15 Ottobre 2019

L’amministratore di Srl può essere anche dipendente della stessa società?

di Roberto Lucarini

Una domanda sul tema dei rapporti di lavoro, alla quale non è sempre facile rispondere, è la seguente: può un soggetto, che ricopre la carica di amministratore di società, intrattenere al contempo, con l’ente gestito, un rapporto di lavoro dipendente?

In prima battuta a molti viene da dare risposta negativa; edinvece non è detto.

L’Inps, stavolta in maniera meritoria, ha offerto un’interessante punto di vista su tale dilemma, a mezzo del messaggio n. 3359/2019; in questo modo l’Istituto, recependo gli insegnamenti della giurisprudenza di legittimità degli ultimi anni, sembra aprire gli occhi su un aspetto fondamentale.

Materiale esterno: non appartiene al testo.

//! Cache store facade.

use crate::keys::build_key;
use chrono::{DateTime, Duration, Utc};
use serde_json::Value;
use stash_core::ports::{CacheRepository, PoolStats};
use stash_core::{
    CacheEntry, CacheStats, Clock, Dimensions, Envelope, Error, SystemClock, UpsertRecord,
    result_count,
};
use std::sync::Arc;
use tracing::{debug, info, warn};

/// Entry point for every cache read and write.
///
/// Backend failures are logged and mapped to "absent", `false`, zero or an
/// empty list. A store built with [`CacheStore::disabled`] has no backend and
/// does nothing.
#[derive(Clone)]
pub struct CacheStore {
    repository: Option<Arc<dyn CacheRepository>>,
    clock: Arc<dyn Clock>,
}

impl CacheStore {
    pub fn new(repository: Arc<dyn CacheRepository>) -> Self {
        Self::with_clock(repository, Arc::new(SystemClock))
    }

    pub fn with_clock(repository: Arc<dyn CacheRepository>, clock: Arc<dyn Clock>) -> Self {
        Self {
            repository: Some(repository),
            clock,
        }
    }

    pub fn disabled() -> Self {
        Self {
            repository: None,
            clock: Arc::new(SystemClock),
        }
    }

    pub fn is_enabled(&self) -> bool {
        self.repository.is_some()
    }

    pub fn clock(&self) -> Arc<dyn Clock> {
        Arc::clone(&self.clock)
    }

    /// Payload for `key` if present and unexpired.
    pub async fn get(&self, key: &str) -> Option<Value> {
        self.get_entry(key).await.map(|entry| entry.payload)
    }

    /// Like [`get`](Self::get) but returns the whole row.
    ///
    /// A hit schedules a detached update of the read counters. Its outcome
    /// never reaches the caller.
    pub async fn get_entry(&self, key: &str) -> Option<CacheEntry> {
        let repository = self.repository.as_ref()?;
        let now = self.clock.now();

        let entry = match repository.get(key, now).await {
            Ok(entry) => entry?,
            Err(e) => {
                degraded("get", &e);
                return None;
            }
        };

        let repository = Arc::clone(repository);
        let touched = key.to_string();
        tokio::spawn(async move {
            if let Err(e) = repository.touch(&touched, now).await {
                debug!(cache_key = %touched, error = %e, "Failed to record cache read");
            }
        });

        Some(entry)
    }

    /// Write `payload` under `key`, expiring `ttl_seconds` from now.
    ///
    /// Returns `false` if the store is disabled or the write failed.
    pub async fn upsert(
        &self,
        key: &str,
        provider: &str,
        endpoint: &str,
        dimensions: &Dimensions,
        payload: Value,
        ttl_seconds: u64,
    ) -> bool {
        let Some(repository) = self.repository.as_ref() else {
            return false;
        };

        let now = self.clock.now();
        let ttl = i64::try_from(ttl_seconds).unwrap_or(i64::MAX);
        let record = UpsertRecord {
            cache_key: key.to_string(),
            provider: provider.to_string(),
            endpoint: endpoint.to_string(),
            category: dimensions.category.clone(),
            period: dimensions.period.clone(),
            result_count: result_count(&payload),
            payload,
            expires_at: Duration::try_seconds(ttl)
                .and_then(|ttl| now.checked_add_signed(ttl))
                .unwrap_or(DateTime::<Utc>::MAX_UTC),
            now,
        };

        match repository.upsert(&record).await {
            Ok(()) => {
                debug!(
                    cache_key = %key,
                    result_count = record.result_count,
                    ttl_seconds,
                    "Cached payload"
                );
                true
            }
            Err(e) => {
                degraded("upsert", &e);
                false
            }
        }
    }

    /// Read a typed envelope for a request.
    pub async fn get_envelope(
        &self,
        provider: &str,
        endpoint: &str,
        dimensions: &Dimensions,
    ) -> Option<Envelope> {
        let key = build_key(provider, endpoint, dimensions);
        let payload = self.get(&key).await?;
        match serde_json::from_value(payload) {
            Ok(envelope) => Some(envelope),
            Err(e) => {
                debug!(cache_key = %key, error = %e, "Cached payload is not an envelope");
                None
            }
        }
    }

    /// Store a typed envelope under the key derived from its own identity.
    pub async fn put_envelope(&self, envelope: &Envelope, ttl_seconds: u64) -> bool {
        let key = build_key(&envelope.provider, &envelope.endpoint, &envelope.dimensions);
        let payload = match serde_json::to_value(envelope) {
            Ok(payload) => payload,
            Err(e) => {
                warn!(cache_key = %key, error = %e, "Failed to serialize envelope");
                return false;
            }
        };
        self.upsert(
            &key,
            &envelope.provider,
            &envelope.endpoint,
            &envelope.dimensions,
            payload,
            ttl_seconds,
        )
        .await
    }

    /// Expired entries, most-requested first, then soonest-expired.
    pub async fn list_expired(&self, limit: u32) -> Vec<CacheEntry> {
        let Some(repository) = self.repository.as_ref() else {
            return Vec::new();
        };
        repository
            .list_expired(self.clock.now(), limit)
            .await
            .unwrap_or_else(|e| {
                degraded("list_expired", &e);
                Vec::new()
            })
    }

    /// Every entry, ordered by provider, endpoint and category.
    pub async fn list_all(&self) -> Vec<CacheEntry> {
        let Some(repository) = self.repository.as_ref() else {
            return Vec::new();
        };
        repository.list_all().await.unwrap_or_else(|e| {
            degraded("list_all", &e);
            Vec::new()
        })
    }

    pub async fn list_by_provider(&self, provider: &str) -> Vec<CacheEntry> {
        let Some(repository) = self.repository.as_ref() else {
            return Vec::new();
        };
        repository
            .list_by_provider(provider)
            .await
            .unwrap_or_else(|e| {
                degraded("list_by_provider", &e);
                Vec::new()
            })
    }

    /// Delete entries not read for `days` days, expired or not.
    pub async fn purge_stale(&self, days: u32) -> u64 {
        let Some(repository) = self.repository.as_ref() else {
            return 0;
        };
        // A threshold reaching past the earliest representable time purges nothing.
        let cutoff = Duration::try_days(i64::from(days))
            .and_then(|age| self.clock.now().checked_sub_signed(age))
            .unwrap_or(DateTime::<Utc>::MIN_UTC);
        match repository.purge_stale(cutoff).await {
            Ok(removed) => {
                info!(days, removed, "Purged stale cache entries");
                removed
            }
            Err(e) => {
                degraded("purge_stale", &e);
                0
            }
        }
    }

    pub async fn stats(&self) -> CacheStats {
        let Some(repository) = self.repository.as_ref() else {
            return CacheStats::default();
        };
        match repository.stats(self.clock.now()).await {
            Ok((endpoints, totals)) => CacheStats {
                enabled: true,
                endpoints,
                totals,
            },
            Err(e) => {
                degraded("stats", &e);
                CacheStats {
                    enabled: true,
                    ..Default::default()
                }
            }
        }
    }

    pub async fn delete(&self, key: &str) -> bool {
        let Some(repository) = self.repository.as_ref() else {
            return false;
        };
        repository.delete(key).await.unwrap_or_else(|e| {
            degraded("delete", &e);
            false
        })
    }

    pub async fn clear_all(&self) -> u64 {
        let Some(repository) = self.repository.as_ref() else {
            return 0;
        };
        match repository.clear_all().await {
            Ok(removed) => {
                info!(removed, "Cleared cache");
                removed
            }
            Err(e) => {
                degraded("clear_all", &e);
                0
            }
        }
    }

    pub fn pool_stats(&self) -> Option<PoolStats> {
        self.repository.as_ref()?.pool_stats()
    }
}

fn degraded(operation: &str, error: &Error) {
    match error {
        Error::StoreUnavailable(_) => {
            warn!(operation, error = %error, "Cache store unavailable, continuing uncached");
        }
        _ => {
            warn!(
                operation,
                kind = error.kind(),
                error = %error,
                "Cache store operation failed, continuing uncached"
            );
        }
    }
}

Ossia: non è possibile catalogare a priori una peculiare situazione tipo quella in esame, ma anzi essa va valutata – con parecchia attenzione – caso per caso.

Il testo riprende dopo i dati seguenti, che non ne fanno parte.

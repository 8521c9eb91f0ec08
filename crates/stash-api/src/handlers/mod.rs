//! Request handlers organized by resource.

pub mod cache;
pub mod health;
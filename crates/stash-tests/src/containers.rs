//! Disposable PostgreSQL for the cache repository.

use stash_db::DatabaseConfig;
use testcontainers::runners::AsyncRunner;
use testcontainers::{ContainerAsync, ImageExt};
use testcontainers_modules::postgres::Postgres;

const IMAGE_TAG: &str = "16-alpine";
const DB_NAME: &str = "stash";
const DB_USER: &str = "stash";
const DB_PASSWORD: &str = "stash";

/// A running `postgres` container holding an empty `stash` database.
///
/// The container is removed when this value is dropped.
pub struct PostgresContainer {
    _container: ContainerAsync<Postgres>,
    url: String,
}

impl PostgresContainer {
    pub async fn start() -> anyhow::Result<Self> {
        let container = Postgres::default()
            .with_db_name(DB_NAME)
            .with_user(DB_USER)
            .with_password(DB_PASSWORD)
            .with_tag(IMAGE_TAG)
            .start()
            .await?;

        let host = container.get_host().await?;
        let port = container.get_host_port_ipv4(5432).await?;
        let url = format!(
            "postgres://{}:{}@{}:{}/{}",
            DB_USER, DB_PASSWORD, host, port, DB_NAME
        );

        Ok(Self {
            _container: container,
            url,
        })
    }

    pub fn connection_string(&self) -> &str {
        &self.url
    }

    /// Pool settings sized for concurrent-upsert tests.
    pub fn database_config(&self) -> DatabaseConfig {
        DatabaseConfig {
            max_connections: 10,
            ..DatabaseConfig::new(self.url.clone())
        }
    }
}

#[cfg(test)]
mod tests {
    use super::*;

    #[tokio::test]
    #[ignore = "requires docker"]
    async fn test_container_url_names_stash_database() {
        let pg = PostgresContainer::start().await.unwrap();
        assert!(pg.connection_string().ends_with("/stash"));
        assert_eq!(pg.database_config().max_connections, 10);
    }
}
//! Sweep kinds and their cron triggers.

use chrono::{DateTime, Utc};
use cron::Schedule;
use serde::{Deserialize, Serialize};
use stash_core::{Error, Result};
use std::fmt;
use std::str::FromStr;

/// What a sweep refreshes.
#[derive(Debug, Clone, PartialEq, Eq, Serialize, Deserialize)]
#[serde(tag = "kind", rename_all = "snake_case")]
pub enum SweepKind {
    /// Every entry of one provider.
    Provider { provider: String },
    /// Every entry of a group of providers, one provider after another.
    Family { providers: Vec<String> },
    /// The most urgent expired entries. Falls back to the configured batch
    /// size when unset.
    Expired {
        #[serde(default)]
        batch_size: Option<u32>,
    },
    /// Every entry, expired or not.
    All,
    /// Delete entries unread for this many days. Falls back to the
    /// configured threshold when unset.
    Purge {
        #[serde(default)]
        days: Option<u32>,
    },
}

impl fmt::Display for SweepKind {
    fn fmt(&self, f: &mut fmt::Formatter<'_>) -> fmt::Result {
        match self {
            SweepKind::Provider { provider } => write!(f, "provider:{}", provider),
            SweepKind::Family { providers } => write!(f, "family:{}", providers.join(",")),
            SweepKind::Expired { .. } => f.write_str("expired"),
            SweepKind::All => f.write_str("all"),
            SweepKind::Purge { .. } => f.write_str("purge"),
        }
    }
}

/// A named, scheduled sweep as written in configuration.
#[derive(Debug, Clone, PartialEq, Eq, Serialize, Deserialize)]
pub struct SweepConfig {
    pub name: String,
    /// Six-field cron expression (seconds first), evaluated in UTC.
    pub schedule: String,
    #[serde(flatten)]
    pub kind: SweepKind,
}

impl SweepConfig {
    pub fn new(name: impl Into<String>, schedule: impl Into<String>, kind: SweepKind) -> Self {
        Self {
            name: name.into(),
            schedule: schedule.into(),
            kind,
        }
    }
}

/// A sweep with its parsed schedule.
#[derive(Debug, Clone)]
pub struct Trigger {
    config: SweepConfig,
    schedule: Schedule,
}

impl Trigger {
    pub fn parse(config: SweepConfig) -> Result<Self> {
        let schedule = Schedule::from_str(&config.schedule).map_err(|e| {
            Error::Config(format!(
                "Invalid schedule '{}' for sweep {}: {}",
                config.schedule, config.name, e
            ))
        })?;
        Ok(Self { config, schedule })
    }

    pub fn name(&self) -> &str {
        &self.config.name
    }

    pub fn kind(&self) -> &SweepKind {
        &self.config.kind
    }

    /// Next fire time strictly after `after`.
    pub fn next_after(&self, after: DateTime<Utc>) -> Option<DateTime<Utc>> {
        self.schedule.after(&after).next()
    }
}

/// Sweeps used when configuration names none: expired entries every fifteen
/// minutes, purge nightly.
pub fn default_sweeps() -> Vec<SweepConfig> {
    vec![
        SweepConfig::new(
            "expired",
            "0 */15 * * * *",
            SweepKind::Expired { batch_size: None },
        ),
        SweepConfig::new("purge", "0 30 3 * * *", SweepKind::Purge { days: None }),
    ]
}
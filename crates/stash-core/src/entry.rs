//! Cache entry types.

use chrono::{DateTime, Utc};
use serde::{Deserialize, Serialize};
use serde_json::Value;

/// Optional request dimensions folded into a cache key.
///
/// Field order here is the order in which dimensions are appended to a key.
#[derive(Debug, Clone, Default, PartialEq, Eq, Hash, Serialize, Deserialize)]
pub struct Dimensions {
    #[serde(default, skip_serializing_if = "Option::is_none")]
    pub category: Option<String>,
    #[serde(default, skip_serializing_if = "Option::is_none")]
    pub period: Option<String>,
    #[serde(default, rename = "type", skip_serializing_if = "Option::is_none")]
    pub kind: Option<String>,
    #[serde(default, skip_serializing_if = "Option::is_none")]
    pub filter: Option<String>,
    #[serde(default, skip_serializing_if = "Option::is_none")]
    pub day: Option<String>,
}

impl Dimensions {
    pub fn new() -> Self {
        Self::default()
    }

    pub fn category(mut self, value: impl Into<String>) -> Self {
        self.category = Some(value.into());
        self
    }

    pub fn period(mut self, value: impl Into<String>) -> Self {
        self.period = Some(value.into());
        self
    }

    pub fn kind(mut self, value: impl Into<String>) -> Self {
        self.kind = Some(value.into());
        self
    }

    pub fn filter(mut self, value: impl Into<String>) -> Self {
        self.filter = Some(value.into());
        self
    }

    pub fn day(mut self, value: impl Into<String>) -> Self {
        self.day = Some(value.into());
        self
    }

    /// Present dimensions as `(name, value)` pairs in key order.
    pub fn present(&self) -> Vec<(&'static str, &str)> {
        [
            ("category", &self.category),
            ("period", &self.period),
            ("type", &self.kind),
            ("filter", &self.filter),
            ("day", &self.day),
        ]
        .into_iter()
        .filter_map(|(name, value)| value.as_deref().map(|v| (name, v)))
        .collect()
    }

    /// Look a dimension up by its wire name.
    pub fn get(&self, name: &str) -> Option<&str> {
        match name {
            "category" => self.category.as_deref(),
            "period" => self.period.as_deref(),
            "type" => self.kind.as_deref(),
            "filter" => self.filter.as_deref(),
            "day" => self.day.as_deref(),
            _ => None,
        }
    }

    pub fn is_empty(&self) -> bool {
        self.present().is_empty()
    }
}

/// One stored cache row.
#[derive(Debug, Clone, Serialize, Deserialize)]
pub struct CacheEntry {
    pub cache_key: String,
    pub provider: String,
    pub endpoint: String,
    pub category: Option<String>,
    pub period: Option<String>,
    pub payload: Value,
    pub result_count: i64,
    pub fetch_count: i64,
    pub refresh_count: i64,
    pub created_at: DateTime<Utc>,
    pub updated_at: DateTime<Utc>,
    pub expires_at: DateTime<Utc>,
    pub last_accessed_at: DateTime<Utc>,
}

impl CacheEntry {
    /// An entry is readable while `now < expires_at`.
    pub fn is_valid_at(&self, now: DateTime<Utc>) -> bool {
        now < self.expires_at
    }
}

/// A fully computed write, ready for the repository's atomic upsert.
#[derive(Debug, Clone)]
pub struct UpsertRecord {
    pub cache_key: String,
    pub provider: String,
    pub endpoint: String,
    pub category: Option<String>,
    pub period: Option<String>,
    pub payload: Value,
    pub result_count: i64,
    pub expires_at: DateTime<Utc>,
    pub now: DateTime<Utc>,
}

/// Aggregates for one provider/endpoint pair.
#[derive(Debug, Clone, Serialize, Deserialize)]
pub struct EndpointStats {
    pub provider: String,
    pub endpoint: String,
    pub total_entries: i64,
    pub valid_entries: i64,
    pub expired_entries: i64,
    pub total_items: i64,
    pub total_fetches: i64,
    pub avg_refresh_count: f64,
    pub oldest_update: Option<DateTime<Utc>>,
    pub newest_update: Option<DateTime<Utc>>,
}

/// Roll-up over the whole table.
#[derive(Debug, Clone, Default, Serialize, Deserialize)]
pub struct GlobalStats {
    pub total_entries: i64,
    pub valid_entries: i64,
    pub expired_entries: i64,
    pub total_items: i64,
    pub total_fetches: i64,
    pub accessed_last_24h: i64,
}

/// Cache statistics.
#[derive(Debug, Clone, Default, Serialize, Deserialize)]
pub struct CacheStats {
    pub enabled: bool,
    pub endpoints: Vec<EndpointStats>,
    pub totals: GlobalStats,
}

/// Typed view over a cached payload.
#[derive(Debug, Clone, PartialEq, Serialize, Deserialize)]
pub struct Envelope {
    pub provider: String,
    pub endpoint: String,
    #[serde(default)]
    pub dimensions: Dimensions,
    pub items: Vec<Value>,
    pub fetched_at: DateTime<Utc>,
}

/// Keys under which upstreams commonly nest their result list.
const LIST_FIELDS: [&str; 4] = ["data", "results", "items", "list"];

/// Cardinality of a payload: array length, nested list length, or 1 for a
/// single object.
pub fn result_count(payload: &Value) -> i64 {
    match payload {
        Value::Null => 0,
        Value::Array(items) => items.len() as i64,
        Value::Object(map) => LIST_FIELDS
            .iter()
            .find_map(|field| map.get(*field).and_then(Value::as_array))
            .map(|items| items.len() as i64)
            .unwrap_or(1),
        _ => 1,
    }
}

Ciò che conta, infatti, è accertare la presenza o meno dei caratteri tipici della subordinazione: in una parola della c.d. eterodirezione. Nel caso specifico saranno da valutare i poteri effettivamente spettanti all’amministratore, al fine di poter rispondere alla domanda essenziale: il medesimo, se risulta essere anche lavoratore dipendente della società gestita, è soggetto a eterodirezione altrui? La compatibilità del doppio ruolo, a ben vedere, sta tutta nel rispondere a questa domanda.

L’intervento di prassi citato è interessante anche perché prova ad analizzare alcune figure di amministratore, cercando una soluzione sommaria per ciascuna di esse, salvo prova contraria.

Partendo dal presidente del CdA, l’Inps fa presente come “la carica di presidente, in sé considerata, non è incompatibile con lo status di lavoratore subordinato poiché anche il presidente di società, al pari di qualsiasi membro del consiglio di amministrazione, può essere soggetto alle direttive, alle decisioni ed al controllo dell’organo collegiale. Tale affermazione non è neppure contraddetta dall’eventuale conferimento del potere di rappresentanza al presidente, atteso che tale delega non estende automaticamente allo stesso i diversi poteri deliberativi”. Poniamo, quale esempio per capirci, il caso di un CdA che abbia al suo interno uno specifico consigliere titolare di una delega per i rapporti con i lavoratori dipendenti; in tale situazione parrebbe plausibile un contratto di lavoro subordinato con il presidente del CdA, in virtù proprio dell’eterodirezione cui lo stesso risulta assoggettato.

Altra figura controversa è quella dell’amministratore delegato, per il quale occorre valutare con attenzione proprio la portata della delega concessagli. Si intuisce, in similitudine con le indicazioni sopra già esposte, come sia il concreto potere attribuibile a un determinato soggetto, e non anche astrattamente la carica ricoperta, a rendere o meno possibile la stipula, col medesimo, di un rapporto di tipo subordinato. Anche in questo caso, quindi, conta la sussistenza di un’effettiva eterodirezione. Pare ovvio che, nel caso di delega generale, con facoltà di agire senza preventivo consenso del CdA, non sarà possibile stipulare, con l’amministratore, un parallelo rapporto subordinato. L’analisi dell’ampiezza della delega, quindi, risulta di estrema rilevanza.

Anche nei casi residuali del componente del CdA o del coamministratore sarà, quindi, necessario sottoporre il caso concreto al vaglio delle caratteristiche dell’azione amministrativa dell’organo collegiale, per valutare, come ampiamente detto, che sussista una vera subordinazione.

C’è da dire che il messaggio Inps n. 3359/2019 è abbastanza strutturato, tanto che risulta complesso poterlo valutare appieno in queste brevi note. Per tale motivo ne consiglio la lettura a chi si trova di fronte a un caso controverso.